First, the court agrees with defendant that the express exclusion from parts and accessories of motor vehicles of articles covered more specifically by another heading elsewhere in the Nomenclature, e.g., tool bags, see General Headnote 111(c), Section XVII of the Explanatory Notes to HTS, demonstrates intent to also exclude from parts and accessories of motor vehicles containers similar to tool bags. Such intent is buttressed by prefacing the excluded list of articles (which includes tool bags), with e.g., which means that tool bags are listed as only an example of the type of container that might be used in connection with a motor vehicle that must be regarded as more specifically provided for under Heading 4202. A fortiori, containers similar to tool bags are intended to be excluded from parts and accessories covered more specifically in the Nomenclature.

Second, since the General Headnote makes the eo nomine provision for "tool bags" a more specific tariff provision for such bags than the "use" provision for motor vehicle parts and accessories, Totes' argument that following United States v. Simon Saw Steel Co., 51 CCPA 33, C.A.D. 834, 1964 WL 8553 (1964) a use provision must necessarily prevail over the provision for similar containers under Heading 4202 is rejected. Accordingly, the court holds that predicated on ejusdem generis, the imported bags are more specifically classifiable under the provisions for the bags, cases and similar containers in Heading 4202 even if they are principally used as motor vehicle parts or accessories within the purview of Heading 8708.

Finally, the trunk organizers are not classifiable under the basket provision for textile articles in Subheading 6307.90.9986 because they are specifically provided for under Heading 4202, and as such, excluded from classification under Heading 6307 by the Explanatory Notes to that Heading.

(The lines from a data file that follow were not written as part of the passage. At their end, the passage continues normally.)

//! Level document format
//!
//! One JSON document per level. Kinds are integer tags:
//! walls {Wall=0, Door=1}, zones {End=0, DialogTrigger=1, OneWay=2, Danger=3},
//! pickups {Key=0, File=1}. Runtime timers are never written.

use std::path::{Path, PathBuf};

use glam::Vec2;
use serde::{Deserialize, Serialize};

use super::dialogs::DialogLine;
use super::error::{Direction, PersistenceError};
use crate::sim::level::{Level, Pickup, PickupKind, Wall, WallKind, Zone, ZoneKind};

/// Newest level format this build reads and the one it writes
pub const LEVEL_FORMAT_VERSION: u32 = 1;

/// `on_unlock_dialog` value written for "no dialog" (any negative value reads as none)
const NO_DIALOG: i32 = -1;

fn default_version() -> u32 {
    LEVEL_FORMAT_VERSION
}

fn no_dialog() -> i32 {
    NO_DIALOG
}

/// On-disk shape of a level
#[derive(Debug, Clone, PartialEq, Serialize, Deserialize)]
pub struct LevelDocument {
    #[serde(default = "default_version")]
    pub version: u32,
    pub name: String,
    pub files_required: u16,
    #[serde(default)]
    pub author_time: f64,
    pub start_position: Vec2,
    pub start_angle: f32,
    #[serde(default = "no_dialog")]
    pub on_unlock_dialog: i32,
    #[serde(default)]
    pub walls: Vec<WallDocument>,
    #[serde(default)]
    pub zones: Vec<ZoneDocument>,
    #[serde(default)]
    pub pickups: Vec<PickupDocument>,
    #[serde(default, skip_serializing_if = "Vec::is_empty")]
    pub dialogs: Vec<Vec<DialogLineDocument>>,
}

#[derive(Debug, Clone, PartialEq, Serialize, Deserialize)]
pub struct WallDocument {
    pub kind: i64,
    pub points: Vec<Vec2>,
    /// Doors only
    #[serde(default, skip_serializing_if = "Option::is_none")]
    pub key_id: Option<u8>,
}

#[derive(Debug, Clone, PartialEq, Serialize, Deserialize)]
pub struct ZoneDocument {
    pub kind: i64,
    pub points: Vec<Vec2>,
    /// Dialog index (DialogTrigger) or push angle in radians (OneWay)
    #[serde(default, skip_serializing_if = "Option::is_none")]
    pub value: Option<ZoneValue>,
    /// OneWay only
    #[serde(default, skip_serializing_if = "Option::is_none")]
    pub power: Option<f32>,
}

/// Zone payload number; the level editor writes integers and floats alike
#[derive(Debug, Clone, Copy, PartialEq, Serialize, Deserialize)]
#[serde(untagged)]
pub enum ZoneValue {
    Int(i64),
    Float(f64),
}

impl ZoneValue {
    fn as_f32(self) -> f32 {
        match self {
            ZoneValue::Int(i) => i as f32,
            ZoneValue::Float(f) => f as f32,
        }
    }

    fn as_dialog_index(self) -> Result<i32, PersistenceError> {
        let invalid = |reason: String| PersistenceError::InvalidValue {
            entity: "dialog trigger zone",
            field: "value",
            reason,
        };
        match self {
            ZoneValue::Int(i) => {
                i32::try_from(i).map_err(|_| invalid(format!("{i} is out of range")))
            }
            ZoneValue::Float(f) if f.fract() == 0.0 && f.abs() <= i32::MAX as f64 => Ok(f as i32),
            ZoneValue::Float(f) => Err(invalid(format!("{f} is not an integer"))),
        }
    }
}

#[derive(Debug, Clone, PartialEq, Serialize, Deserialize)]
pub struct PickupDocument {
    pub kind: i64,
    pub x: f32,
    pub y: f32,
    pub id: i32,
}

/// Embedded dialog line; level files spell the text key `message`
#[derive(Debug, Clone, PartialEq, Eq, Serialize, Deserialize)]
pub struct DialogLineDocument {
    pub name: String,
    #[serde(alias = "msg")]
    pub message: String,
}

impl From<&DialogLine> for DialogLineDocument {
    fn from(line: &DialogLine) -> Self {
        Self {
            name: line.speaker.clone(),
            message: line.message.clone(),
        }
    }
}

impl From<DialogLineDocument> for DialogLine {
    fn from(doc: DialogLineDocument) -> Self {
        DialogLine::new(doc.name, doc.message)
    }
}

impl WallDocument {
    fn from_wall(wall: &Wall) -> Self {
        Self {
            kind: wall.kind.code(),
            points: wall.points.clone(),
            key_id: match wall.kind {
                WallKind::Door { key_id } => Some(key_id),
                WallKind::Wall => None,
            },
        }
    }

    fn into_wall(self) -> Result<Wall, PersistenceError> {
        let kind = match self.kind {
            0 => WallKind::Wall,
            1 => WallKind::Door {
                key_id: self.key_id.ok_or(PersistenceError::MissingField {
                    entity: "door",
                    field: "key_id",
                })?,
            },
            code => {
                return Err(PersistenceError::UnknownKind {
                    entity: "wall",
                    code,
                });
            }
        };
        Ok(Wall::new(kind, self.points))
    }
}

impl ZoneDocument {
    fn from_zone(zone: &Zone) -> Self {
        let (value, power) = match zone.kind {
            ZoneKind::End | ZoneKind::Danger => (None, None),
            ZoneKind::DialogTrigger { dialog_index } => {
                (Some(ZoneValue::Int(i64::from(dialog_index))), None)
            }
            ZoneKind::OneWay { angle, power } => {
                (Some(ZoneValue::Float(f64::from(angle))), Some(power))
            }
        };
        Self {
            kind: zone.kind.code(),
            points: zone.points.clone(),
            value,
            power,
        }
    }

    fn into_zone(self) -> Result<Zone, PersistenceError> {
        let kind = match self.kind {
            0 => ZoneKind::End,
            1 => ZoneKind::DialogTrigger {
                dialog_index: self
                    .value
                    .ok_or(PersistenceError::MissingField {
                        entity: "dialog trigger zone",
                        field: "value",
                    })?
                    .as_dialog_index()?,
            },
            2 => ZoneKind::OneWay {
                angle: self
                    .value
                    .ok_or(PersistenceError::MissingField {
                        entity: "one-way zone",
                        field: "value",
                    })?
                    .as_f32(),
                power: self.power.ok_or(PersistenceError::MissingField {
                    entity: "one-way zone",
                    field: "power",
                })?,
            },
            3 => ZoneKind::Danger,
            code => {
                return Err(PersistenceError::UnknownKind {
                    entity: "zone",
                    code,
                });
            }
        };
        Ok(Zone::new(kind, self.points))
    }
}

impl PickupDocument {
    fn from_pickup(pickup: &Pickup) -> Self {
        Self {
            kind: pickup.kind.code(),
            x: pickup.position.x,
            y: pickup.position.y,
            id: pickup.id,
        }
    }

    fn into_pickup(self) -> Result<Pickup, PersistenceError> {
        let kind = match self.kind {
            0 => PickupKind::Key,
            1 => PickupKind::File,
            code => {
                return Err(PersistenceError::UnknownKind {
                    entity: "pickup",
                    code,
                });
            }
        };
        Ok(Pickup::new(kind, Vec2::new(self.x, self.y), self.id))
    }
}

impl Level {
    /// Build a level from its document; doors are moved to the front of the wall list
    pub fn from_document(doc: LevelDocument) -> Result<Self, PersistenceError> {
        if doc.version > LEVEL_FORMAT_VERSION {
            return Err(PersistenceError::UnsupportedVersion {
                found: doc.version,
                supported: LEVEL_FORMAT_VERSION,
            });
        }

        let mut level = Level::new(doc.name, doc.files_required);
        level.author_time = doc.author_time;
        level.start_position = doc.start_position;
        level.start_angle = doc.start_angle;
        level.on_unlock_dialog = (doc.on_unlock_dialog >= 0).then_some(doc.on_unlock_dialog);

        for wall in doc.walls {
            level.add_wall(wall.into_wall()?);
        }
        level.zones = doc
            .zones
            .into_iter()
            .map(ZoneDocument::into_zone)
            .collect::<Result<_, _>>()?;
        level.pickups = doc
            .pickups
            .into_iter()
            .map(PickupDocument::into_pickup)
            .collect::<Result<_, _>>()?;
        level.dialogs = doc
            .dialogs
            .into_iter()
            .map(|sequence| sequence.into_iter().map(DialogLine::from).collect())
            .collect();

        Ok(level)
    }

    /// Inverse of `from_document`
    ///
    /// Doors are written in the order they were authored, so a reload puts them
    /// back in the same collision order.
    pub fn to_document(&self) -> LevelDocument {
        let doors = self.walls.iter().filter(|w| w.is_door()).rev();
        let plain = self.walls.iter().filter(|w| !w.is_door());

        LevelDocument {
            version: LEVEL_FORMAT_VERSION,
            name: self.name.clone(),
            files_required: self.files_required,
            author_time: self.author_time,
            start_position: self.start_position,
            start_angle: self.start_angle,
            on_unlock_dialog: self.on_unlock_dialog.unwrap_or(NO_DIALOG),
            walls: doors.chain(plain).map(WallDocument::from_wall).collect(),
            zones: self.zones.iter().map(ZoneDocument::from_zone).collect(),
            pickups: self.pickups.iter().map(PickupDocument::from_pickup).collect(),
            dialogs: self
                .dialogs
                .iter()
                .map(|sequence| sequence.iter().map(DialogLineDocument::from).collect())
                .collect(),
        }
    }

    pub fn from_json_str(json: &str) -> Result<Self, PersistenceError> {
        let doc: LevelDocument = serde_json::from_str(json)?;
        Self::from_document(doc)
    }

    pub fn to_json_string(&self) -> Result<String, PersistenceError> {
        Ok(serde_json::to_string_pretty(&self.to_document())?)
    }

    /// Read a level file
    pub fn load(path: impl AsRef<Path>) -> Result<Self, PersistenceError> {
        let path = path.as_ref();
        let json = std::fs::read_to_string(path)
            .map_err(|source| PersistenceError::io(path, Direction::Read, source))?;
        let level = Self::from_json_str(&json)?;
        log::debug!(
            "Loaded level '{}' from {} ({} walls, {} zones, {} pickups)",
            level.name,
            path.display(),
            level.walls.len(),
            level.zones.len(),
            level.pickups.len()
        );
        Ok(level)
    }

    /// Write a level file, replacing any existing one
    pub fn save(&self, path: impl AsRef<Path>) -> Result<(), PersistenceError> {
        let path = path.as_ref();
        let json = self.to_json_string()?;
        std::fs::write(path, json)
            .map_err(|source| PersistenceError::io(path, Direction::Write, source))?;
        log::info!("Level '{}' saved to {}", self.name, path.display());
        Ok(())
    }
}

/// File name the level editor uses for the level at `index`
pub fn level_file_name(index: usize) -> String {
    format!("level_{index}.json")
}

/// Load every `*.json` file in `dir`, ordered by file name
///
/// Numbered names sort numerically, so `level_10.json` follows `level_9.json`.
pub fn load_level_dir(dir: impl AsRef<Path>) -> Result<Vec<Level>, PersistenceError> {
    let dir = dir.as_ref();
    let entries =
        std::fs::read_dir(dir).map_err(|source| PersistenceError::io(dir, Direction::Read, source))?;

    let mut paths = Vec::new();
    for entry in entries {
        let entry = entry.map_err(|source| PersistenceError::io(dir, Direction::Read, source))?;
        let path = entry.path();
        if path.is_file() && path.extension().is_some_and(|ext| ext == "json") {
            paths.push(path);
        }
    }
    paths.sort_by_key(|path| level_sort_key(path));

    let levels = paths
        .iter()
        .map(Level::load)
        .collect::<Result<Vec<_>, _>>()?;
    log::info!("Loaded {} levels from {}", levels.len(), dir.display());
    Ok(levels)
}

/// (trailing number in the stem, full name) so numbered files sort numerically
fn level_sort_key(path: &Path) -> (u64, PathBuf) {
    let number = path
        .file_stem()
        .and_then(|stem| stem.to_str())
        .and_then(|stem| {
            let digits = stem.len() - stem.trim_end_matches(|c: char| c.is_ascii_digit()).len();
            stem[stem.len() - digits..].parse().ok()
        })
        .unwrap_or(u64::MAX);
    (number, path.to_path_buf())
}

Even if describable as a passenger automobile accessory within the purview of HTSUS subheading 8708.99, as claimed by Totes, the trunk organizer is more specifically provided for as "similar containers" by operation of ejusdem generis under Heading 4202, and consequently, pursuant to General Note 111(c) to section XVII of the Explanatory Notes to HTS, they are excluded from the provision primarily claimed by Totes. See 4 Explanatory Notes at 1412 ("[p]arts and accessories, even if identifiable as articles of this Section, are excluded if they are covered more specifically by another heading elsewhere" in the tariff). Moreover, the imports are more specifically described under Heading 4202 than under the alternative provision claimed by plaintiff for "other made up textile articles" in subheading 6307.90.99. See 2 Explanatory Notes 867-68.

Accordingly, plaintiff's motion for summary judgment is denied, and defendant's cross-motion for summary judgment sustaining Customs' classification of the imported merchandise under subheading 4202.92.9020, HTUS, and dismissing the action is granted.

Judgment will be entered for defendant dismissing the action.